Elizabeth Edwards, an 18-year-old senior at the Urban School of San Francisco and a transgender woman, believes legislation which requires sex testing doesn’t work and unfairly discriminates against transgender women like herself.

“The requirement of ‘gender reassignment surgery’ is ridiculous, especially considering the absurdly strict medical standards currently held in the US to qualify trans people to undergo them,” Edwards said. “Also, sex verification standards leads without fail to unfair standards of gender expression normativity that bear down on cis people, and result in cis people being disqualified on bases of uniquely high/low chemical levels that result from normal variance in such factors across the cisgender population.”

A study conducted by researchers from the Department of Molecular and Cell Biology and Biochemistry at Brown University found that as many as 2% of the population have traits which deviate “from the ideal male or female,” including “hormone levels and the structure of the internal genital duct systems and external genitalia.” This seems to suggest that sex testing would not necessarily be as straightforward as critics suggest.

According to Edwards, at the professional level, the highest reasonable requirement should be proof that an athlete has undergone hormone reduction therapy for 18 months.

“By that point, trans and cis people are chemically identical, and such quote-unquote ‘biological dis/advantages’ such as bone density will have fallen to the wayside,” Edwards said.

While research on this subject has hardly reached a consensus, a meta-analysis of eight research articles conducted by researchers from the Nottingham Centre for Gender Dysphoria and Loughborough University concluded that there is “no evidence” that hormones such as testosterone give transgender female athletes an advantage.

The analysis also reviewed 31 sport policies from various national and international competitions and found that rules restricting participation from transgender athletes discourage transgender athletes from participating in sports.

“Within competitive sport, the athletic advantage transgender athletes are perceived to have appears to have been overinterpreted by many sport organisations around the world, which has had a negative effect on the experiences of this population,” the analysis reads.

The researchers also write that sports organizations need to improve their policies to be more inclusive.

“Given the established mental and physical health benefits of engaging in physical activity and sport, the barriers transgender people experience are a significant limitation to the promotion of healthy behaviours in transgender individuals,” the analysis reads.

Kay Svenson

Kay Svenson, a Paly alum and recent graduate of Wellesley college, is a trans activist and believes that trans people, like all people, have the right to be treated in accordance with their gender identity, and this includes sports.

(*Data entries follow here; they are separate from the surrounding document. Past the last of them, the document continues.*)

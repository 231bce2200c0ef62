//! `From` implementations bridging `cart_config` types to `cart_core` types.

use std::time::Duration;

use crate::config::{FollowCfg, SensorMode, UiCfg};

// ── FollowCfg ────────────────────────────────────────────────────────────────

impl From<&cart_config::Config> for FollowCfg {
    fn from(c: &cart_config::Config) -> Self {
        Self {
            window: c.sensor.window,
            sample_period: Duration::from_millis(c.follow.sample_period_ms),
            worry: Duration::from_millis(c.follow.worry_ms),
            lost: Duration::from_millis(c.follow.lost_ms),
        }
    }
}

// ── SensorMode ───────────────────────────────────────────────────────────────

impl From<cart_config::SensorMode> for SensorMode {
    fn from(m: cart_config::SensorMode) -> Self {
        match m {
            cart_config::SensorMode::Scripted => Self::Scripted,
            cart_config::SensorMode::Sampled => Self::Sampled,
        }
    }
}

// ── UiCfg ────────────────────────────────────────────────────────────────────

/// Timing comes from `[ui]`; the setup screens show the `[network]` addresses.
impl From<&cart_config::Config> for UiCfg {
    fn from(c: &cart_config::Config) -> Self {
        let defaults = Self::default();
        Self {
            tick: Duration::from_millis(c.ui.tick_ms),
            init_delay: Duration::from_millis(c.ui.init_ms),
            local_addr: c.network.server.clone().unwrap_or(defaults.local_addr),
            cloud_addr: c.network.client.clone().unwrap_or(defaults.cloud_addr),
        }
    }
}

#[cfg(test)]
mod tests {
    use super::*;

    #[test]
    fn defaults_match_core_defaults() {
        let cfg = cart_config::load_toml("").unwrap();
        assert_eq!(FollowCfg::from(&cfg), FollowCfg::default());
        assert_eq!(UiCfg::from(&cfg), UiCfg::default());
        assert_eq!(SensorMode::from(cfg.sensor.mode), SensorMode::Scripted);
    }

    #[test]
    fn network_addresses_reach_setup_screens() {
        let cfg = cart_config::load_toml(
            "[network]\nserver = \"0.0.0.0:3490\"\nclient = \"10.0.0.5:8080\"\n",
        )
        .unwrap();
        let ui = UiCfg::from(&cfg);
        assert_eq!(ui.local_addr, "0.0.0.0:3490");
        assert_eq!(ui.cloud_addr, "10.0.0.5:8080");
    }
}
//! Background proximity sampling.
//!
//! Spawns a thread that owns the `ProximitySensor`, reads it at a fixed rate
//! and pushes `(left, right)` pairs through a bounded channel. The controller
//! drains whatever has accumulated once per follow period.
//!
//! Each `Sampler` owns exactly one thread, joined when the `Sampler` drops.
use cart_traits::ProximitySensor;
use cart_traits::clock::Clock;
use crossbeam_channel as xch;
use std::sync::Arc;
use std::sync::atomic::{AtomicBool, AtomicU64, Ordering};

pub struct Sampler {
    rx: xch::Receiver<(i32, i32)>,
    /// Readings that failed and were skipped.
    errors: Arc<AtomicU64>,
    shutdown: Arc<AtomicBool>,
    join_handle: Option<std::thread::JoinHandle<()>>,
}

impl Sampler {
    /// Start sampling at `hz`. `capacity` bounds how many readings may queue
    /// up between drains; once full, the newest readings are dropped.
    pub fn spawn<P, C>(mut sensor: P, hz: u32, capacity: usize, clock: C) -> Self
    where
        P: ProximitySensor + Send + 'static,
        C: Clock + Send + 'static,
    {
        let (tx, rx) = xch::bounded(capacity.max(1));
        let shutdown = Arc::new(AtomicBool::new(false));
        let shutdown_clone = shutdown.clone();
        let errors = Arc::new(AtomicU64::new(0));
        let errors_clone = errors.clone();
        let period = crate::util::period(hz);

        let join_handle = std::thread::spawn(move || {
            loop {
                if shutdown_clone.load(Ordering::Relaxed) {
                    tracing::debug!("sampler thread received shutdown signal");
                    break;
                }

                match sensor.read() {
                    Ok(pair) => match tx.try_send(pair) {
                        Ok(()) | Err(xch::TrySendError::Full(_)) => {}
                        Err(xch::TrySendError::Disconnected(_)) => {
                            tracing::debug!("sampler consumer disconnected, exiting thread");
                            break;
                        }
                    },
                    Err(e) => {
                        errors_clone.fetch_add(1, Ordering::Relaxed);
                        tracing::trace!(error = %e, "proximity read failed, skipping");
                    }
                }

                if shutdown_clone.load(Ordering::Relaxed) {
                    break;
                }
                clock.sleep(period);
            }
            tracing::trace!("sampler thread exiting cleanly");
        });

        Self {
            rx,
            errors,
            shutdown,
            join_handle: Some(join_handle),
        }
    }

    /// Everything queued since the last drain, oldest first.
    pub fn drain(&self) -> Vec<(i32, i32)> {
        self.rx.try_iter().collect()
    }

    pub fn error_count(&self) -> u64 {
        self.errors.load(Ordering::Relaxed)
    }
}

impl Drop for Sampler {
    fn drop(&mut self) {
        self.shutdown.store(true, Ordering::Relaxed);

        // The thread exits between reads, or after the read in progress.
        if let Some(handle) = self.join_handle.take() {
            match handle.join() {
                Ok(()) => {
                    tracing::trace!("sampler thread joined");
                }
                Err(e) => {
                    tracing::warn!(?e, "sampler thread panicked during shutdown");
                }
            }
        }
    }
}
//! Origin-based access policy.
//!
//! # Responsibilities
//! - Run the ordered gate checks: pre-request hook, required header,
//!   deny/allow lists, rate limit, same-origin shortcut
//! - Produce exactly one `PolicyDecision` per request; the first failing
//!   check wins
//! - Define the pluggable strategy traits (`RequestHook`,
//!   `RateLimitPolicy`) the gate consults
//!
//! # Design Decisions
//! - Strategies return named outcomes (`HookOutcome`, `RateLimitDecision`)
//!   instead of relying on truthiness, so they compose and test in isolation
//! - The gate is synchronous and allocation-light; the only state it reads
//!   is the immutable config snapshot and the rate-limiter collaborator

use axum::body::Body;
use axum::http::header::ORIGIN;
use axum::http::request::Parts;
use axum::http::{HeaderMap, StatusCode};
use axum::response::Response;

use crate::proxy::target::TargetLocation;

/// What a pre-request hook did with the request.
pub enum HookOutcome {
    /// The hook produced the complete response; the pipeline stops here.
    Handled(Response<Body>),
    /// Proceed with the pipeline.
    Continue,
}

/// Pluggable first gate check. Runs after target resolution but before any
/// policy check, and may either take over the request entirely or annotate
/// extra headers onto whatever response the pipeline eventually produces.
pub trait RequestHook: Send + Sync {
    fn on_request(
        &self,
        parts: &Parts,
        target: Option<&TargetLocation>,
        annotations: &mut HeaderMap,
    ) -> HookOutcome;
}

/// Verdict from the rate-limiting collaborator.
pub enum RateLimitDecision {
    Allow,
    /// Denial message appended to the client-visible 429 body.
    Deny(String),
}

/// Pluggable rate limiter. Receives the declared Origin (or `None`) and owns
/// its own counters and reset clock; the gate only consumes the decision.
pub trait RateLimitPolicy: Send + Sync {
    fn check(&self, origin: Option<&str>) -> RateLimitDecision;
}

/// Terminal verdict of the policy gate.
#[derive(Debug, PartialEq, Eq)]
pub enum PolicyDecision {
    Allow,
    Deny { status: StatusCode, body: String },
    /// Same-origin shortcut: send the caller straight to the target.
    RedirectToTarget { location: String },
}

/// The ordered checks of the access policy, borrowed from the config
/// snapshot for one request.
pub struct PolicyGate<'a> {
    /// Lowercased names; at least one must be present when non-empty.
    pub require_header: &'a [String],
    pub origin_blacklist: &'a [String],
    pub origin_whitelist: &'a [String],
    pub redirect_same_origin: bool,
    pub rate_limiter: Option<&'a dyn RateLimitPolicy>,
}

impl PolicyGate<'_> {
    pub fn evaluate(&self, headers: &HeaderMap, target: &TargetLocation) -> PolicyDecision {
        if !self.require_header.is_empty()
            && !self
                .require_header
                .iter()
                .any(|name| headers.contains_key(name.as_str()))
        {
            return PolicyDecision::Deny {
                status: StatusCode::BAD_REQUEST,
                body: format!(
                    "Missing required request header. Must specify one of: {}",
                    self.require_header.join(",")
                ),
            };
        }

        let origin = headers.get(ORIGIN).and_then(|v| v.to_str().ok());

        if let Some(origin) = origin {
            if self.origin_blacklist.iter().any(|o| o == origin) {
                return PolicyDecision::Deny {
                    status: StatusCode::FORBIDDEN,
                    body: String::new(),
                };
            }
        }

        if !self.origin_whitelist.is_empty() {
            let declared = origin.unwrap_or("");
            if !self.origin_whitelist.iter().any(|o| o == declared) {
                return PolicyDecision::Deny {
                    status: StatusCode::FORBIDDEN,
                    body: String::new(),
                };
            }
        }

        if let Some(limiter) = self.rate_limiter {
            if let RateLimitDecision::Deny(message) = limiter.check(origin) {
                return PolicyDecision::Deny {
                    status: StatusCode::TOO_MANY_REQUESTS,
                    body: format!(
                        "The origin \"{}\" has sent too many requests.\n{}",
                        origin.unwrap_or("undefined"),
                        message
                    ),
                };
            }
        }

        if self.redirect_same_origin {
            if let Some(origin) = origin {
                if is_same_origin(origin, target) {
                    return PolicyDecision::RedirectToTarget {
                        location: target.url(),
                    };
                }
            }
        }

        PolicyDecision::Allow
    }
}

/// The declared Origin matches the target's scheme+host+port exactly. The
/// prefix form keeps default-port subtleties identical on both sides: an
/// origin spelling out `:80` never matches a target that omits it.
fn is_same_origin(origin: &str, target: &TargetLocation) -> bool {
    if origin.is_empty() {
        return false;
    }
    let href = target.url();
    href.starts_with(origin) && href.as_bytes().get(origin.len()) == Some(&b'/')
}
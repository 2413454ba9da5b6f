//! The proxying pipeline.
//!
//! # Data Flow
//! ```text
//! inbound request path
//!     → target.rs (resolve the destination URL)
//!     → policy.rs (hook, required headers, origin lists, rate limit)
//!     → headers.rs (outbound header rewriting)
//!     → chase.rs (outbound request, bounded redirect following)
//!     → headers.rs (CORS stamping, diagnostics, cookie stripping)
//!     → error.rs (transport failures → one client-visible 404)
//! ```

pub mod chase;
pub mod error;
pub mod headers;
pub mod policy;
pub mod target;

pub use policy::{HookOutcome, RateLimitDecision, RateLimitPolicy, RequestHook};
pub use target::{Resolution, TargetLocation};
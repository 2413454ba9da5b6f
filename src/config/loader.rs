//! Configuration loading from disk.

use std::fs;
use std::path::Path;

use thiserror::Error;

use crate::config::schema::ProxyConfig;
use crate::config::validation::{validate_config, ValidationError};

/// Error type for configuration loading.
#[derive(Debug, Error)]
pub enum ConfigError {
    #[error("IO error: {0}")]
    Io(#[from] std::io::Error),
    #[error("Parse error: {0}")]
    Parse(#[from] toml::de::Error),
    #[error("Validation failed: {}", format_errors(.0))]
    Validation(Vec<ValidationError>),
}

fn format_errors(errors: &[ValidationError]) -> String {
    errors
        .iter()
        .map(ToString::to_string)
        .collect::<Vec<_>>()
        .join(", ")
}

/// Load and validate configuration from a TOML file.
pub fn load_config(path: &Path) -> Result<ProxyConfig, ConfigError> {
    let content = fs::read_to_string(path)?;
    let config: ProxyConfig = toml::from_str(&content)?;

    validate_config(&config).map_err(ConfigError::Validation)?;

    Ok(config)
}
//! The bounded redirect chase.
//!
//! # Responsibilities
//! - Issue the outbound request and decide, per upstream response, whether
//!   to follow a redirect, pass it through, or finish
//! - Keep the per-request chase state explicit (hop list, current target)
//!   so the five-hop bound is one testable guard
//! - Finalize the client response: diagnostics, CORS stamping, cookie
//!   stripping, streamed body
//!
//! # State machine
//! ```text
//! FOLLOWING --3xx(301/302/303, hops<5)--> FOLLOWING   (re-issue as GET)
//! FOLLOWING --3xx(307/308, GET/HEAD)---> FOLLOWING    (method preserved)
//! FOLLOWING --3xx(307/308, other)------> DONE         (Location rewritten through proxy)
//! FOLLOWING --3xx(no usable Location)--> DONE         (passed through)
//! FOLLOWING --3xx(6th redirect)--------> ABORTED_LOOP (302 + diagnostic body)
//! FOLLOWING --non-3xx------------------> DONE
//! FOLLOWING --transport failure--------> error classifier (404)
//! ```
//!
//! Hops are strictly sequential; hop N+1 is not attempted before hop N's
//! response headers have arrived.

use std::io;

use axum::body::Body;
use axum::http::request::Parts;
use axum::http::{header, HeaderMap, HeaderName, HeaderValue, Method};
use axum::response::Response;
use futures_util::TryStreamExt;
use url::Url;

use crate::config::ProxyConfig;
use crate::observability::metrics;
use crate::proxy::error::UpstreamError;
use crate::proxy::headers::{
    self, ForwardContext, X_CORS_REDIRECT_PREFIX, X_FINAL_URL, X_REQUEST_URL,
};
use crate::proxy::target::{self, Resolution, TargetLocation};

const LOOP_ABORT_BODY: &str = "redirecting ad infinitum...";

/// One redirect followed during a chase.
#[derive(Debug, Clone)]
struct Hop {
    status: u16,
    location: String,
}

/// Per-request chase state. Created when the first outbound request is
/// issued and discarded once the response is finalized.
struct ChaseState {
    target: TargetLocation,
    initial_url: String,
    hops: Vec<Hop>,
    max_redirects: usize,
}

impl ChaseState {
    fn new(target: TargetLocation, max_redirects: usize) -> Self {
        let initial_url = target.url();
        Self {
            target,
            initial_url,
            hops: Vec::new(),
            max_redirects,
        }
    }

    fn at_limit(&self) -> bool {
        self.hops.len() >= self.max_redirects
    }

    fn record_hop(&mut self, status: u16, location: String, next: TargetLocation) {
        self.hops.push(Hop { status, location });
        self.target = next;
    }

    /// Diagnostic headers for the final response: the initial URL, one
    /// header per hop followed, and the URL the response came from.
    fn diagnostics(&self) -> HeaderMap {
        let mut map = HeaderMap::with_capacity(self.hops.len() + 2);
        if let Ok(v) = HeaderValue::from_str(&self.initial_url) {
            map.insert(HeaderName::from_static(X_REQUEST_URL), v);
        }
        for (index, hop) in self.hops.iter().enumerate() {
            let name = format!("{}{}", X_CORS_REDIRECT_PREFIX, index + 1);
            if let (Ok(name), Ok(value)) = (
                HeaderName::from_bytes(name.as_bytes()),
                HeaderValue::from_str(&format!("{} {}", hop.status, hop.location)),
            ) {
                map.insert(name, value);
            }
        }
        if let Ok(v) = HeaderValue::from_str(&self.target.url()) {
            map.insert(HeaderName::from_static(X_FINAL_URL), v);
        }
        map
    }
}

/// Where the request entered the proxy.
pub struct CallContext {
    pub forward: ForwardContext,
    /// `scheme://host[:port]` of this proxy, used to route unfollowed
    /// redirects back through it.
    pub proxy_base: String,
}

/// Proxy one request to its target, chasing redirects as needed, and
/// produce the complete client response.
pub async fn run(
    client: &reqwest::Client,
    config: &ProxyConfig,
    parts: &Parts,
    body: Body,
    target: TargetLocation,
    ctx: &CallContext,
) -> Response {
    let mut state = ChaseState::new(target, config.upstream.max_redirects);
    let mut method = parts.method.clone();
    let mut body = Some(reqwest::Body::wrap_stream(body.into_data_stream()));

    loop {
        let mut outbound = headers::outbound_headers(
            &parts.headers,
            &config.headers,
            config.upstream.xfwd,
            &ctx.forward,
        );
        if !state.hops.is_empty() {
            // Follow-up hops carry no body, so no content metadata.
            outbound.remove(header::CONTENT_TYPE);
            outbound.remove(header::CONTENT_LENGTH);
        }

        let mut request = client
            .request(method.clone(), state.target.url())
            .headers(outbound);
        if let Some(b) = body.take() {
            request = request.body(b);
        }

        let response = match request.send().await {
            Ok(r) => r,
            Err(err) => {
                return error_response(UpstreamError::classify(err), parts, config, &state)
            }
        };

        let status = response.status().as_u16();
        if matches!(status, 301 | 302 | 303 | 307 | 308) {
            let raw_location = response
                .headers()
                .get(header::LOCATION)
                .and_then(|v| v.to_str().ok())
                .map(str::to_owned);
            if let Some(raw_location) = raw_location {
                if let Some((next, absolute)) = resolve_location(&state.target, &raw_location) {
                    let follow_as_get = matches!(status, 301 | 302 | 303);
                    // 307/308 preserve the method and body; they are only
                    // followed for bodyless methods, since anything else
                    // would mean buffering the request body indefinitely.
                    if follow_as_get || method == Method::GET || method == Method::HEAD {
                        if state.at_limit() {
                            tracing::warn!(
                                url = %state.target.url(),
                                hops = state.hops.len(),
                                "Aborting redirect loop"
                            );
                            return loop_abort(&state, &absolute, parts, config, ctx);
                        }
                        tracing::debug!(
                            status,
                            location = %absolute,
                            hop = state.hops.len() + 1,
                            "Following redirect"
                        );
                        state.record_hop(status, absolute, next);
                        if follow_as_get {
                            // Redirect-as-GET: the original body is dropped
                            // and every later hop is a plain GET.
                            method = Method::GET;
                        }
                        body = None;
                        continue;
                    }
                    // Hand the redirect to the caller, routed back through
                    // the proxy so the re-issued request stays proxied.
                    let rewritten = format!("{}/{}", ctx.proxy_base, absolute);
                    return finalize(response, &state, parts, config, Some(rewritten));
                }
            }
            // No usable Location: nothing to follow, let the caller decide.
        }
        return finalize(response, &state, parts, config, None);
    }
}

/// Resolve a `Location` header against the current target. Returns the next
/// target plus its absolute URL, or `None` when the location is missing a
/// host, malformed, or not http(s).
fn resolve_location(
    current: &TargetLocation,
    raw_location: &str,
) -> Option<(TargetLocation, String)> {
    let base = Url::parse(&current.url()).ok()?;
    let absolute = base.join(raw_location).ok()?;
    if !matches!(absolute.scheme(), "http" | "https") {
        return None;
    }
    let absolute = absolute.to_string();
    match target::resolve(&absolute) {
        Ok(Resolution::Target(next)) => Some((next, absolute)),
        _ => None,
    }
}

/// Build the client response from the upstream one: diagnostics, cookie
/// stripping, CORS stamping, and the body streamed through untouched.
fn finalize(
    response: reqwest::Response,
    state: &ChaseState,
    parts: &Parts,
    config: &ProxyConfig,
    location_override: Option<String>,
) -> Response {
    let status = response.status();
    let mut headers = response.headers().clone();
    headers::strip_response_headers(&mut headers);

    if let Some(location) = location_override {
        if let Ok(v) = HeaderValue::from_str(&location) {
            headers.insert(header::LOCATION, v);
        }
    }
    for (name, value) in state.diagnostics().iter() {
        headers.insert(name.clone(), value.clone());
    }
    headers::apply_cors(&mut headers, &parts.headers, &parts.method, config.cors_max_age);
    metrics::record_redirects(state.hops.len());

    let body = Body::from_stream(response.bytes_stream().map_err(io::Error::other));
    let mut out = Response::new(body);
    *out.status_mut() = status;
    *out.headers_mut() = headers;
    out
}

/// Terminal response for the `ABORTED_LOOP` state: a synthetic 302 with the
/// next location routed back through the proxy and all five hop headers.
fn loop_abort(
    state: &ChaseState,
    next_location: &str,
    parts: &Parts,
    config: &ProxyConfig,
    ctx: &CallContext,
) -> Response {
    let mut headers = state.diagnostics();
    if let Ok(v) = HeaderValue::from_str(&format!("{}/{}", ctx.proxy_base, next_location)) {
        headers.insert(header::LOCATION, v);
    }
    headers.insert(
        header::CONTENT_TYPE,
        HeaderValue::from_static("text/plain"),
    );
    headers::apply_cors(&mut headers, &parts.headers, &parts.method, config.cors_max_age);
    metrics::record_redirects(state.hops.len());

    let mut out = Response::new(Body::from(LOOP_ABORT_BODY));
    *out.status_mut() = axum::http::StatusCode::FOUND;
    *out.headers_mut() = headers;
    out
}

/// Terminal response for a transport failure: the error taxonomy maps
/// everything onto one 404 with the raw error text.
fn error_response(
    err: UpstreamError,
    parts: &Parts,
    config: &ProxyConfig,
    state: &ChaseState,
) -> Response {
    tracing::warn!(
        kind = err.kind.label(),
        url = %state.target.url(),
        error = %err,
        "Upstream request failed"
    );
    metrics::record_upstream_failure(err.kind.label());

    let mut headers = HeaderMap::new();
    headers.insert(
        header::CONTENT_TYPE,
        HeaderValue::from_static("text/plain"),
    );
    headers::apply_cors(&mut headers, &parts.headers, &parts.method, config.cors_max_age);

    let mut out = Response::new(Body::from(err.client_body()));
    *out.status_mut() = err.status();
    *out.headers_mut() = headers;
    out
}
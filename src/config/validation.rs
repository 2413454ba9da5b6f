//! Configuration validation.
//!
//! # Responsibilities
//! - Semantic validation (serde handles syntactic)
//! - Validate value ranges and cross-field constraints
//! - Reject malformed origins, header overrides, and limiter patterns
//!   before the server starts
//!
//! # Design Decisions
//! - Returns all validation errors, not just the first
//! - Validation is a pure function: ProxyConfig → Result<(), Vec<ValidationError>>
//! - Runs before the config is accepted into the system

use std::net::SocketAddr;

use axum::http::{HeaderName, HeaderValue};
use thiserror::Error;
use url::Url;

use crate::config::schema::ProxyConfig;
use crate::security::rate_limit::build_unlimited_pattern;

/// A single semantic problem in a configuration.
#[derive(Debug, Error)]
pub enum ValidationError {
    #[error("listener.bind_address {0:?} is not a valid socket address")]
    BindAddress(String),
    #[error("observability.metrics_address {0:?} is not a valid socket address")]
    MetricsAddress(String),
    #[error("rate_limit.max_requests_per_period is set but period_minutes is zero")]
    RateLimitPeriod,
    #[error("rate_limit.unlimited_hosts: {0}")]
    RateLimitPattern(String),
    #[error("{list} entry {origin:?} is not an absolute URL")]
    Origin { list: &'static str, origin: String },
    #[error("headers.set name {0:?} is not a valid header name")]
    HeaderName(String),
    #[error("headers.set value for {0:?} is not a valid header value")]
    HeaderValue(String),
    #[error("upstream.outbound_proxy {0:?} is not a valid URL")]
    OutboundProxy(String),
    #[error("timeouts.{0} must be greater than zero")]
    Timeout(&'static str),
}

/// Check a parsed configuration for semantic problems, collecting every
/// error rather than stopping at the first.
pub fn validate_config(config: &ProxyConfig) -> Result<(), Vec<ValidationError>> {
    let mut errors = Vec::new();

    if config.listener.bind_address.parse::<SocketAddr>().is_err() {
        errors.push(ValidationError::BindAddress(
            config.listener.bind_address.clone(),
        ));
    }
    if config.observability.metrics_enabled
        && config
            .observability
            .metrics_address
            .parse::<SocketAddr>()
            .is_err()
    {
        errors.push(ValidationError::MetricsAddress(
            config.observability.metrics_address.clone(),
        ));
    }

    if config.rate_limit.max_requests_per_period > 0 && config.rate_limit.period_minutes == 0 {
        errors.push(ValidationError::RateLimitPeriod);
    }
    if let Err(err) = build_unlimited_pattern(&config.rate_limit.unlimited_hosts) {
        errors.push(ValidationError::RateLimitPattern(err.to_string()));
    }

    for (list, origins) in [
        ("policy.origin_blacklist", &config.policy.origin_blacklist),
        ("policy.origin_whitelist", &config.policy.origin_whitelist),
    ] {
        for origin in origins {
            if Url::parse(origin).is_err() {
                errors.push(ValidationError::Origin {
                    list,
                    origin: origin.clone(),
                });
            }
        }
    }

    for (name, value) in &config.headers.set {
        if HeaderName::from_bytes(name.as_bytes()).is_err() {
            errors.push(ValidationError::HeaderName(name.clone()));
        }
        if HeaderValue::from_str(value).is_err() {
            errors.push(ValidationError::HeaderValue(name.clone()));
        }
    }

    if let Some(proxy) = &config.upstream.outbound_proxy {
        if Url::parse(proxy).is_err() {
            errors.push(ValidationError::OutboundProxy(proxy.clone()));
        }
    }

    if config.timeouts.connect_secs == 0 {
        errors.push(ValidationError::Timeout("connect_secs"));
    }
    if config.timeouts.request_secs == 0 {
        errors.push(ValidationError::Timeout("request_secs"));
    }

    if errors.is_empty() {
        Ok(())
    } else {
        Err(errors)
    }
}
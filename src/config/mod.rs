//! Configuration management subsystem.
//!
//! # Data Flow
//! ```text
//! config file (TOML)
//!     → loader.rs (parse & deserialize)
//!     → validation.rs (semantic checks)
//!     → ProxyConfig (validated, immutable)
//!     → shared via Arc to all subsystems
//! ```
//!
//! # Design Decisions
//! - Config is immutable once loaded; changes require a restart
//! - All fields have defaults to allow minimal configs
//! - Validation separates syntactic (serde) from semantic checks

pub mod loader;
pub mod schema;
pub mod validation;

pub use loader::{load_config, ConfigError};
pub use schema::{
    HeaderConfig, ListenerConfig, ObservabilityConfig, PolicyConfig, ProxyConfig,
    RateLimitConfig, TimeoutConfig, UpstreamConfig,
};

“Sex-based discrimination is prohibited under Title IX, and that amendment is not up to the free interpretation of the (potentially transphobic) governing bodies of the state or local school district,” Svenson said. “We need to work harder to ensure that differences in birth anatomy do not shape our definition of athletic fairness.”

Svenson believes that it is important that transgender people have the means and support to pursue their personal athletic careers, free of judgment.

“Trans athletes have just as much of a right as cis athletes do to compete in the gender category that they identify with,” Svenson said.

While there is no explicitly correct answer or proposed set of regulations surrounding the role of gender identity in sports today, if athletes and fans alike continue to ask hard questions respectfully and work towards giving everyone the opportunities to enjoy sports, compete as themselves, and make sure matches remains competitive, it will be a victory for everyone. Nonetheless, as gender identity and societal views surrounding the gender spectrum become more well understood and all-encompassing, the issues described will only become more complex. It’s time to have conversations about this topic now so we’re ready for the more complex questions later.